## Exercise description
Gather each line of the entries below that includes "notifier".

━━━ The data

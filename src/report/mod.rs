use crate::models::{PushEvent, SyncResult};
use crate::notifications::MeowConfig;
use crate::policy::AdmissionDecision;

/// User-facing status derived from one processed event. Formatting only;
/// delivery belongs to the notification gateway.
#[derive(Debug, Clone)]
pub struct StatusMessage {
    pub headline: String,
    pub body: String,
    pub link: String,
}

/// Map the admission decision and sync outcome to a status message.
///
/// The headline is keyed on the pull step alone: a successful pull with a
/// failed retag still reads as succeeded. The step list in the webhook
/// response stays the accurate record.
pub fn build_status(
    decision: &AdmissionDecision,
    result: Option<&SyncResult>,
    event: &PushEvent,
    notifier: &MeowConfig,
) -> StatusMessage {
    let headline = if !decision.proceed() {
        "image build complete (auto-pull not triggered)".to_string()
    } else if result.map(SyncResult::pull_succeeded).unwrap_or(false) {
        "image build complete, auto-pull succeeded".to_string()
    } else {
        "image build complete, auto-pull did not succeed".to_string()
    };

    let mut lines = Vec::new();
    push_line(&mut lines, "Repository", &event.repo_full_name);
    push_line(&mut lines, "Region", &event.region);
    push_line(&mut lines, "Tag", &event.tag);
    push_line(&mut lines, "Digest", &event.digest);
    push_line(&mut lines, "Pushed at", &event.pushed_at);
    push_line(&mut lines, "Status", &headline);

    let body = if lines.is_empty() {
        headline.clone()
    } else {
        lines.join("\n")
    };

    let link = notifier
        .default_jump_url
        .clone()
        .filter(|url| !url.is_empty())
        .unwrap_or_else(|| event.repo_full_name.clone());

    StatusMessage {
        headline,
        body,
        link,
    }
}

fn push_line(lines: &mut Vec<String>, label: &str, value: &str) {
    if !value.is_empty() {
        lines.push(format!("{}: {}", label, value));
    }
}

━━━━━━

## Task output
    notifier: &MeowConfig,
    let link = notifier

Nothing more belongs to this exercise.